The Department of Defense (DoD) is prioritizing data federation to help ensure that defense components and military services meet the department’s fiscal year (FY) 2027 Zero Trust goal, a senior Pentagon tech official said today.
Data is one of the department’s most important, yet most challenging, assets. The sheer volume of data is staggering, and the department often struggles to fully understand its inventory. With the amount of data continuing to grow, managing and effectively utilizing it becomes an ever-increasing challenge.
“We want to access the right data, for the right people, at the right time. We want to make sure those foundational components are done across the board,” Gurpreet Bhatia, DoD principal director for Cybersecurity and deputy chief information security officer, said today during an INSA Coffee & Conversation event.

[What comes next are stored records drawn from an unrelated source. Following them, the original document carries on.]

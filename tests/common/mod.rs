//! Integration test common infrastructure.
//!
//! Builds registries the way a host would and records what handlers saw.

#![allow(dead_code)]

use std::sync::Arc;

use parking_lot::Mutex;
use plugcmd::command::{CommandSpec, RegistryBuilder};
use plugcmd::console::commands::{self, HomeBook};
use plugcmd::CommandRegistry;

pub const WARPS: &[&str] = &["spawn", "market", "arena"];

/// Owned argument tokens.
pub fn args(tokens: &[&str]) -> Vec<String> {
    tokens.iter().map(|s| s.to_string()).collect()
}

/// The sample plugin, sealed but not installed.
pub fn sample_registry() -> (CommandRegistry, Arc<HomeBook>) {
    let homes = Arc::new(HomeBook::default());
    let mut builder = RegistryBuilder::new();
    commands::register_all(
        &mut builder,
        Arc::clone(&homes),
        WARPS.iter().map(|w| w.to_string()).collect(),
    )
    .expect("sample plugin registers");
    (builder.seal(), homes)
}

/// Every terminal run as `(node, depth)`, in order.
#[derive(Clone, Default)]
pub struct RunLog(Arc<Mutex<Vec<(String, usize)>>>);

impl RunLog {
    pub fn entries(&self) -> Vec<(String, usize)> {
        self.0.lock().clone()
    }

    /// A leaf that records its runs under `tag`.
    pub fn leaf(&self, names: &[&str], tag: &'static str) -> CommandSpec {
        let log = Arc::clone(&self.0);
        CommandSpec::from_fn(names.to_vec(), move |_, depth| {
            log.lock().push((tag.to_string(), depth));
            Ok(())
        })
        .usage(format!("/{tag}"))
    }
}
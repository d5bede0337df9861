//! Hierarchical command dispatch and completion.
//!
//! This module contains the command tree, the registry that routes labels to
//! tree roots, and the handler contract driven at terminal nodes.
//!
//! ## Lifecycle
//!
//! 1. Plugins describe commands as [`CommandSpec`] trees.
//! 2. [`RegistryBuilder::register`] validates and builds each tree.
//! 3. [`RegistryBuilder::seal`] ends registration and returns the read-only
//!    [`CommandRegistry`]; [`CommandRegistry::install`] optionally makes it
//!    the process-wide instance.
//! 4. The host calls [`CommandRegistry::dispatch`] and
//!    [`CommandRegistry::complete_for`] for every line and completion request.
//!
//! ## Failure handling
//!
//! A terminal dispatch creates one [`CommandHandler`] and runs it inside a
//! boundary that maps [`CommandError`](crate::error::CommandError) kinds to
//! sender feedback. Nothing a handler does, including panicking, reaches the
//! host.

pub mod context;
pub mod handler;
pub mod node;
pub mod registry;
pub mod sender;
pub mod spec;

pub use context::CommandContext;
pub use handler::{CommandHandler, FnHandler, HandlerFactory, UsageHandler};
pub use node::CommandNode;
pub use registry::{CommandRegistry, RegistryBuilder};
pub use sender::{CapturingSender, ChannelSender, CommandSender};
pub use spec::{CommandSpec, Completer, CompletionRequest};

Part of the department’s plan for tackling its data challenge, Bhatia explained, involves federating access to data.
Data federation is a key data management strategy designed to enhance both data quality and accessibility. It involves querying data from multiple sources and consolidating it into a unified, virtual format, making it easier to access and analyze.

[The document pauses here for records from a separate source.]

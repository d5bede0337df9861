//! Declarative command metadata.
//!
//! A [`CommandSpec`] describes one node of a command tree: its names, its
//! usage and help text, an optional completer, its children and the factory
//! that builds its handler. Specs are plain values assembled with a builder
//! and handed to the registry once.

use std::fmt;
use std::sync::Arc;

use super::context::CommandContext;
use super::handler::{CommandHandler, FnHandler, HandlerFactory, UsageHandler};
use super::sender::CommandSender;
use crate::error::HandlerResult;

/// Input handed to a completer.
pub struct CompletionRequest<'a> {
    pub sender: &'a dyn CommandSender,
    /// Every argument after the label.
    pub args: &'a [String],
    /// The token being completed: the last argument, if any.
    pub current: Option<&'a str>,
}

/// Dynamic completion source for a node.
pub type Completer = Arc<dyn Fn(&CompletionRequest<'_>) -> Vec<String> + Send + Sync>;

/// Declarative description of one command node.
#[derive(Clone)]
pub struct CommandSpec {
    pub(crate) names: Vec<String>,
    pub(crate) usage: String,
    pub(crate) help: String,
    pub(crate) children: Vec<CommandSpec>,
    pub(crate) completer: Option<Completer>,
    pub(crate) factory: HandlerFactory,
}

impl CommandSpec {
    /// A node whose handler is produced by `factory` on every dispatch.
    ///
    /// The first name is canonical, the rest are aliases.
    pub fn new<I, S, F, H>(names: I, factory: F) -> Self
    where
        I: IntoIterator<Item = S>,
        S: Into<String>,
        F: Fn() -> H + Send + Sync + 'static,
        H: CommandHandler + 'static,
    {
        Self {
            names: names.into_iter().map(Into::into).collect(),
            usage: String::new(),
            help: String::new(),
            children: Vec::new(),
            completer: None,
            factory: Arc::new(move || Box::new(factory()) as Box<dyn CommandHandler>),
        }
    }

    /// A node whose handler is `H::default()`.
    pub fn of<H, I, S>(names: I) -> Self
    where
        H: CommandHandler + Default + 'static,
        I: IntoIterator<Item = S>,
        S: Into<String>,
    {
        Self::new(names, H::default)
    }

    /// A node handled by a plain function of the context and the depth at
    /// which dispatch stopped.
    pub fn from_fn<I, S, F>(names: I, f: F) -> Self
    where
        I: IntoIterator<Item = S>,
        S: Into<String>,
        F: Fn(&CommandContext<'_>, usize) -> HandlerResult + Clone + Send + Sync + 'static,
    {
        Self::new(names, move || FnHandler::new(f.clone()))
    }

    /// A grouping node: invoking it directly shows its usage.
    pub fn group<I, S>(names: I) -> Self
    where
        I: IntoIterator<Item = S>,
        S: Into<String>,
    {
        Self::of::<UsageHandler, _, _>(names)
    }

    pub fn usage(mut self, text: impl Into<String>) -> Self {
        self.usage = text.into();
        self
    }

    pub fn help(mut self, text: impl Into<String>) -> Self {
        self.help = text.into();
        self
    }

    pub fn child(mut self, spec: CommandSpec) -> Self {
        self.children.push(spec);
        self
    }

    pub fn children(mut self, specs: impl IntoIterator<Item = CommandSpec>) -> Self {
        self.children.extend(specs);
        self
    }

    pub fn completer<F>(mut self, f: F) -> Self
    where
        F: Fn(&CompletionRequest<'_>) -> Vec<String> + Send + Sync + 'static,
    {
        self.completer = Some(Arc::new(f));
        self
    }

    /// Declared names, as given.
    pub fn names(&self) -> &[String] {
        &self.names
    }
}

impl fmt::Debug for CommandSpec {
    fn fmt(&self, f: &mut fmt::Formatter<'_>) -> fmt::Result {
        f.debug_struct("CommandSpec")
            .field("names", &self.names)
            .field("usage", &self.usage)
            .field("children", &self.children)
            .field("completer", &self.completer.is_some())
            .finish_non_exhaustive()
    }
}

“As a user, I may need to provide an assertion to another domain to say, ‘hey, I need access to certain amount of data or certain types of data,’ having that federation done right you’re going to ensure that there’s interoperability,” Bhatia said.
“That’s one of the things we’re looking for now is, how do you have federation, which means that you’re going to have some normalization,” he added. “You’re going to normalize your data, for instance, you’re going to normalize and federate identities and you’re going to make sure that there’s interoperability.”

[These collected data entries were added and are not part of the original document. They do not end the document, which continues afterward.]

//! Per-invocation command context.

use std::str::FromStr;

use super::sender::CommandSender;
use crate::error::CommandError;

/// Everything a handler knows about the invocation it serves.
///
/// Created by the registry for a single dispatch and dropped when the
/// dispatch returns. Handlers must not retain it.
#[derive(Clone, Copy)]
pub struct CommandContext<'a> {
    sender: &'a dyn CommandSender,
    label: &'a str,
    args: &'a [String],
    owner: &'a str,
}

impl<'a> CommandContext<'a> {
    pub fn new(
        sender: &'a dyn CommandSender,
        label: &'a str,
        args: &'a [String],
        owner: &'a str,
    ) -> Self {
        Self {
            sender,
            label,
            args,
            owner,
        }
    }

    pub fn sender(&self) -> &'a dyn CommandSender {
        self.sender
    }

    /// The label exactly as the sender typed it (may be an alias, any case).
    pub fn label(&self) -> &'a str {
        self.label
    }

    /// Every argument token after the label, including the ones consumed
    /// while descending the tree.
    pub fn args(&self) -> &'a [String] {
        self.args
    }

    /// Name of the plugin that registered the root command.
    pub fn owner(&self) -> &'a str {
        self.owner
    }

    /// Argument at `index`, if present.
    pub fn arg(&self, index: usize) -> Option<&'a str> {
        self.args.get(index).map(String::as_str)
    }

    /// Arguments from `depth` onwards; empty when `depth` is past the end.
    pub fn args_from(&self, depth: usize) -> &'a [String] {
        self.args.get(depth..).unwrap_or(&[])
    }

    /// Argument at `index`, or a validation failure naming the missing value.
    pub fn require_arg(&self, index: usize, name: &str) -> Result<&'a str, CommandError> {
        self.arg(index)
            .ok_or_else(|| CommandError::Validation(format!("missing argument: {name}")))
    }

    /// Convert the argument at `index` to `T`.
    ///
    /// A missing argument is a validation failure; a token that does not
    /// parse is a conversion failure.
    pub fn parse_arg<T: FromStr>(&self, index: usize, expected: &'static str) -> Result<T, CommandError> {
        let token = self.require_arg(index, expected)?;
        token
            .parse()
            .map_err(|_| CommandError::conversion(token, expected))
    }

    /// Send one line of feedback to the sender.
    pub fn reply(&self, text: &str) {
        self.sender.send_message(text);
    }
}

impl std::fmt::Debug for CommandContext<'_> {
    fn fmt(&self, f: &mut std::fmt::Formatter<'_>) -> std::fmt::Result {
        f.debug_struct("CommandContext")
            .field("sender", &self.sender.name())
            .field("label", &self.label)
            .field("args", &self.args)
            .field("owner", &self.owner)
            .finish()
    }
}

Bhatia explained that a zero trust architecture demands a shift in how the department thinks about its data inventory “to make sure that we can build on those components … as well as understanding the value of your data that you’re trying to protect and share for different mission purpose.”
The DoD has been on a nearly two-year mission to create a unified security posture across diverse domains. In 2022, the department released a zero trust strategy and roadmap outlining how the agency plans to fully implement a department-wide zero trust cybersecurity framework by FY2027.